From start to finish this case has been an embarrassment and PR disaster for the police, senior politicians and the security services, an expose of their incompetence from the moment Scotland Yard Assistant Commissioner for Special Operations Bob Quick exited a car brandishing a document showing details of the counter intelligence operation, a gaffe for which he quickly resigned.

Within hours the media were carrying claims that the arrests had foiled a massive terror attack designed to bring Eastertide carnage to the North West, with shopping meccas such as Manchester’s Arndale and Trafford centres and the city’s Birdcage nightclub said to be the prime targets.

Unnamed police sources were quoted as saying there was an ‘imminent and credible threat’ and that ‘these are the most significant terrorism arrests for some time’. In the headlong rush to publish the most lurid scare stories few stopped to consider the chronology. Apparently the arrests had been brought forward following Quick’s unwitting expose. Really? By how much? It was all but Easter anyway!

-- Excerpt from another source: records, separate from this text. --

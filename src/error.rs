use std::time::Duration;

use thiserror::Error;

use crate::interface::MethodKey;
use crate::service::ServiceFault;

/// Errors surfaced synchronously by the export/unexport API.
///
/// A failed export leaves the registry unchanged: a whole-interface export
/// either registers every method or none.
#[derive(Debug, Error)]
#[non_exhaustive]
pub enum ExportError {
    /// The interface declares no methods, or the implementor does not cover
    /// the interface's declared method set.
    #[error("invalid interface '{interface}': {reason}")]
    InvalidInterface { interface: String, reason: String },

    /// The named method/signature is not declared on the interface.
    #[error("unknown method '{method}' on interface '{interface}'")]
    UnknownMethod { interface: String, method: String },

    /// The server has been closed; registrations are no longer accepted.
    #[error("server closed")]
    ServerClosed,
}

/// Typed failure channel for one dispatched call.
///
/// Dispatch never unwinds across the dispatcher boundary; every failure mode
/// is converted into one of these and handed back as the call result.
#[derive(Debug, Error)]
#[non_exhaustive]
pub enum CallFailure {
    /// No registration matches the call descriptor. An id-scoped miss is
    /// reported as-is; it never falls back to the default scope.
    #[error("no export for '{key}'")]
    NoSuchExport {
        key: MethodKey,
        rpc_id: Option<String>,
    },

    /// The implementor faulted. The fault payload is carried through
    /// untouched; the server and registry are unaffected.
    #[error("application fault: {0}")]
    Application(#[from] ServiceFault),

    /// The invocation exceeded its configured wall-clock budget.
    #[error("invocation exceeded budget of {budget:?}")]
    InvocationTimeout { budget: Duration },

    /// The call arrived after shutdown, or was cancelled by it.
    #[error("server closed")]
    ServerClosed,
}

/// Errors from server lifecycle operations.
#[derive(Debug, Error)]
#[non_exhaustive]
pub enum ServerError {
    /// The transport listener failed to start.
    #[error("listener failed to open: {0}")]
    Listener(String),
}
//! Server-side core of an RPC framework: an export registry, an invocation
//! dispatcher, and the server lifecycle that owns both.
//!
//! Transport and codec are external collaborators kept behind thin seams:
//! the listener lives behind [`Listener`], and argument/return payloads are
//! opaque [`bytes::Bytes`]. The transport decodes inbound bytes into a
//! [`CallDescriptor`], hands it to the [`Dispatcher`], and encodes the
//! resulting [`CallResult`] back onto the wire.
//!
//! # Example
//!
//! ```ignore
//! use std::sync::Arc;
//! use rpcserve::{
//!     CallOptions, FnService, InterfaceDef, MethodSig, RpcServer,
//!     RpcServerConfig,
//! };
//!
//! let calc = InterfaceDef::new("calc.Calculator")
//!     .method(MethodSig::new("add", ["i32", "i32"]));
//! let service = Arc::new(FnService::new().method(
//!     MethodSig::new("add", ["i32", "i32"]),
//!     |args| async move { /* decode, add, encode */ todo!() },
//! ));
//!
//! let server = RpcServer::new(RpcServerConfig::default());
//! server.export(&calc, service, CallOptions::default())?;
//! server.open().await?;
//!
//! // Transport side: decoded descriptor in, encoded result out.
//! let dispatcher = server.dispatcher();
//! let reply = dispatcher.dispatch(descriptor).await;
//! ```

pub mod dispatch;
pub mod error;
pub mod interface;
pub mod params;
pub mod registry;
pub mod server;
pub mod service;
pub mod status;

pub use dispatch::{CallDescriptor, CallReply, CallResult, CorrelationHandle, Dispatcher};
pub use error::{CallFailure, ExportError, ServerError};
pub use interface::{InterfaceDef, MethodKey, MethodSig};
pub use params::{CallMode, CallOptions, ThreadingPolicy};
pub use registry::{ExportEntry, ExportRegistry, ScopeKey};
pub use server::{Listener, RpcServer, RpcServerConfig};
pub use service::{FnService, InvokeRequest, RpcService, ServiceFault, ServiceFuture};
pub use status::{ServerState, ServerStatus};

Meanwhile Prime Minister Gordon Brown, having claimed that, “we are dealing with a very big terrorist plot”, was issuing stern warnings to Pakistan to stop sending would-be terrorists to Britain under the guise of being students, while the Pakistani High Commissioner to Britain was telling the UK to tighten who it issues student visas to.

So where exactly did the media get their stories from, given that specific details of the case had not been officially released? The Met? MI5? Greater Manchester Police? the Home Office? Downing Street?

We may never be told, but many of these organisations have form when it comes to information leaks and there are plenty of jobbing journalists and editors around, increasingly used to simply reproducing press releases, who are more than willing to parrot such ‘information’ seemingly without question in order to make good copy.

So are the arrested men, all but one of them living in the UK on student visas, allowed to return to their studies? Like heck they are!

Instead, they are summarily passed to the Borders and Immigration Service (BIS) in readiness for deportation (eleven of the twelve are Pakistani nationals) on the grounds that they pose a threat to national security.

This vague, indefinable piece of legalese jargon provides the security services with an escape clause, a way of avoiding their culpability for yet another security cock up. Kick out the Muslims while labelling them as terrorists who got away with it. Ruin their reputations and damn the concept of innocent until proven guilty, anything to avoid admitting failings and offering redress.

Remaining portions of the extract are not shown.